PROBLEM: Return a copy of every line in the data below that contains "info".

Stored data:
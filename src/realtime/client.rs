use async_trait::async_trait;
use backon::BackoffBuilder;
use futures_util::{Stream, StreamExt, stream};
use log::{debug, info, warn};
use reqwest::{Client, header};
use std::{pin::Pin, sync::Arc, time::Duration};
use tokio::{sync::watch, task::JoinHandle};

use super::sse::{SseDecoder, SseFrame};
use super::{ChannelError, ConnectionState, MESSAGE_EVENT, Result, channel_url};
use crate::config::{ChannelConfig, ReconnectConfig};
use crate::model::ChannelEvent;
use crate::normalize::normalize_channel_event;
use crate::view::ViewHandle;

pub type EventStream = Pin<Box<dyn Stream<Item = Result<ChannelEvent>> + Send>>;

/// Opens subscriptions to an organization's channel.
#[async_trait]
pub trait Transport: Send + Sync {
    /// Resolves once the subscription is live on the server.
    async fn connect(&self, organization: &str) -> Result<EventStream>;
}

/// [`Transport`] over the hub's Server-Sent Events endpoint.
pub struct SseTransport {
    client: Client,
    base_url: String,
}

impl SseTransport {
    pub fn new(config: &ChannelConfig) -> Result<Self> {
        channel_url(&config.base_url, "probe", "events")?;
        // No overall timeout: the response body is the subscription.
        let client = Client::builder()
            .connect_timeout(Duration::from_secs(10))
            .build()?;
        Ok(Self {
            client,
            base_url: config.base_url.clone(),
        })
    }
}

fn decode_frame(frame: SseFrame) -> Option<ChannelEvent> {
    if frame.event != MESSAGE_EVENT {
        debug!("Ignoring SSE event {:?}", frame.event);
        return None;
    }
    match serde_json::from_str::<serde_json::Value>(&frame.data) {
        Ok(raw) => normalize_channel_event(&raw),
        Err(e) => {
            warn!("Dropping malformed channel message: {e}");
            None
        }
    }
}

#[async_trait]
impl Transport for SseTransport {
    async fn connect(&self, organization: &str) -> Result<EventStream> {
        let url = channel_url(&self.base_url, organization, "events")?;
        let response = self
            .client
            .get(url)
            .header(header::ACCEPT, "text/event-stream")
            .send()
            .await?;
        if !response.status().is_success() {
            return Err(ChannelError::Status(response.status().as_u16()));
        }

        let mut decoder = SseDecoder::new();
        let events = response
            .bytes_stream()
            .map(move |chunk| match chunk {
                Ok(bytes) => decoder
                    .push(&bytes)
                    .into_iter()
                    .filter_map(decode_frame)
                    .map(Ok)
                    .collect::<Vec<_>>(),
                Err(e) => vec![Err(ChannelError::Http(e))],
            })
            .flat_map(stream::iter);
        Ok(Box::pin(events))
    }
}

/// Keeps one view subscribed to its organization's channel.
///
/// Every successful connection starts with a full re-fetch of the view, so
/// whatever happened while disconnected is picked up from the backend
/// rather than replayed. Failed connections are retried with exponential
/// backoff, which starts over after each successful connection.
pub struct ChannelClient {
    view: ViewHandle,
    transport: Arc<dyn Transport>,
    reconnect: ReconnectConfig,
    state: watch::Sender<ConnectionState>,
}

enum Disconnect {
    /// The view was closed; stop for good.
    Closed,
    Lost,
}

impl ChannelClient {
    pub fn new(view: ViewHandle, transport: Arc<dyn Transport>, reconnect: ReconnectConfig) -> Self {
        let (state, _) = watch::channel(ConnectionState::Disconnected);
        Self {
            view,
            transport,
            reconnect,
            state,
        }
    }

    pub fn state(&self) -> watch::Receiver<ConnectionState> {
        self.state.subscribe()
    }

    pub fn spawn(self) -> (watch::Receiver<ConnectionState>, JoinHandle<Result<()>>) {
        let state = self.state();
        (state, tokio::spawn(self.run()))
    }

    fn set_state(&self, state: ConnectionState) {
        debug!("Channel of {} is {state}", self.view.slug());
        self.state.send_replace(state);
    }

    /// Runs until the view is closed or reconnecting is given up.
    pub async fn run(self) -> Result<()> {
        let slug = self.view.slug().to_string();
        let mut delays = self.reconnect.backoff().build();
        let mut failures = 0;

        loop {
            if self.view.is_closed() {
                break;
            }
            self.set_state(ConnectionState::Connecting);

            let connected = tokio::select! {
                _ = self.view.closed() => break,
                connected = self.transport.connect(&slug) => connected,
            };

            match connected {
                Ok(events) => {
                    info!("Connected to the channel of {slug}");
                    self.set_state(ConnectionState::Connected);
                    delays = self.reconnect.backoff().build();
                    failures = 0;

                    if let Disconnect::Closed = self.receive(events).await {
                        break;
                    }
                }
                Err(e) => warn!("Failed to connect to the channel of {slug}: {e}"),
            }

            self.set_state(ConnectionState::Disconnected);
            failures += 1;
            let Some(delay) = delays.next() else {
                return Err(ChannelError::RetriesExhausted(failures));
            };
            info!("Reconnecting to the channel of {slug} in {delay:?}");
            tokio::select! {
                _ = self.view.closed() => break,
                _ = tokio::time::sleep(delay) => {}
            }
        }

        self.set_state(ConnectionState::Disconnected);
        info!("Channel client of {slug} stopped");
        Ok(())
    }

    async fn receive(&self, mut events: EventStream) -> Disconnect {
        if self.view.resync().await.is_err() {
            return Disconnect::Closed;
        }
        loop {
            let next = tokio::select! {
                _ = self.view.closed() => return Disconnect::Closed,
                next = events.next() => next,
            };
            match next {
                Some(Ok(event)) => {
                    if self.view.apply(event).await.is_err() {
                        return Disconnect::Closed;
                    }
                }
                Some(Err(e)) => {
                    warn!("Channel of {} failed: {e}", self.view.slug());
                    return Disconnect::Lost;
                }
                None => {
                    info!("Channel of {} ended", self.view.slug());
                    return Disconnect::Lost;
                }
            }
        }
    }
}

* * *

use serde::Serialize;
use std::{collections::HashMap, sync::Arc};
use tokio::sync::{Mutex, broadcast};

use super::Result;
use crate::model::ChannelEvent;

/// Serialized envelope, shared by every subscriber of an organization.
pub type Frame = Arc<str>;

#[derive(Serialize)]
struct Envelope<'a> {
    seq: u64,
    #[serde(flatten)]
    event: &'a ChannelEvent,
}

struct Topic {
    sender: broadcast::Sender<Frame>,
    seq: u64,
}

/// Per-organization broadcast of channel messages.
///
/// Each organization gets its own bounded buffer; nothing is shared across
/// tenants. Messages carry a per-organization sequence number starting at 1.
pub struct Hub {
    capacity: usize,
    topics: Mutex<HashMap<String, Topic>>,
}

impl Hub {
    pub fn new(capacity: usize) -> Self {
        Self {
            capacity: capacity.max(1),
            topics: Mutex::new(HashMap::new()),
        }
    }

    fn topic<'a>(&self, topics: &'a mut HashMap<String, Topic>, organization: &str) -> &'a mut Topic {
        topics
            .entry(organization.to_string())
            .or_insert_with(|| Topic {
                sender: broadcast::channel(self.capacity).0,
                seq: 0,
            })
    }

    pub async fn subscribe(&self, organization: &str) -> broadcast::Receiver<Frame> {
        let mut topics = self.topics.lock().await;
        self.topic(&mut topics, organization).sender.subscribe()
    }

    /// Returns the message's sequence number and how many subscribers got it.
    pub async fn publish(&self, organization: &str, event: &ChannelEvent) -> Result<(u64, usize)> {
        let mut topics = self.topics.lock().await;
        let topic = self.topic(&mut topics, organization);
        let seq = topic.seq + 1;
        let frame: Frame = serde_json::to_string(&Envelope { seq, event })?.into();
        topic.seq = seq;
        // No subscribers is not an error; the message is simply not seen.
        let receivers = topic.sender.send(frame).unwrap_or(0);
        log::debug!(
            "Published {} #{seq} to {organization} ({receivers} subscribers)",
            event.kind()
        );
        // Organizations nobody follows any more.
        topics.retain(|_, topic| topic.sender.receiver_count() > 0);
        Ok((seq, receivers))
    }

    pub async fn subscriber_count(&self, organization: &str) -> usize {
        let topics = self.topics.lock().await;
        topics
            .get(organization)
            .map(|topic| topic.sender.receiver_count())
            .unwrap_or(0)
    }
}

SOLUTION FOR THIS TASK:
use log::{debug, info, warn};
                    info!("Connected to the channel of {slug}");
            info!("Reconnecting to the channel of {slug} in {delay:?}");
        info!("Channel client of {slug} stopped");
                    info!("Channel of {} ended", self.view.slug());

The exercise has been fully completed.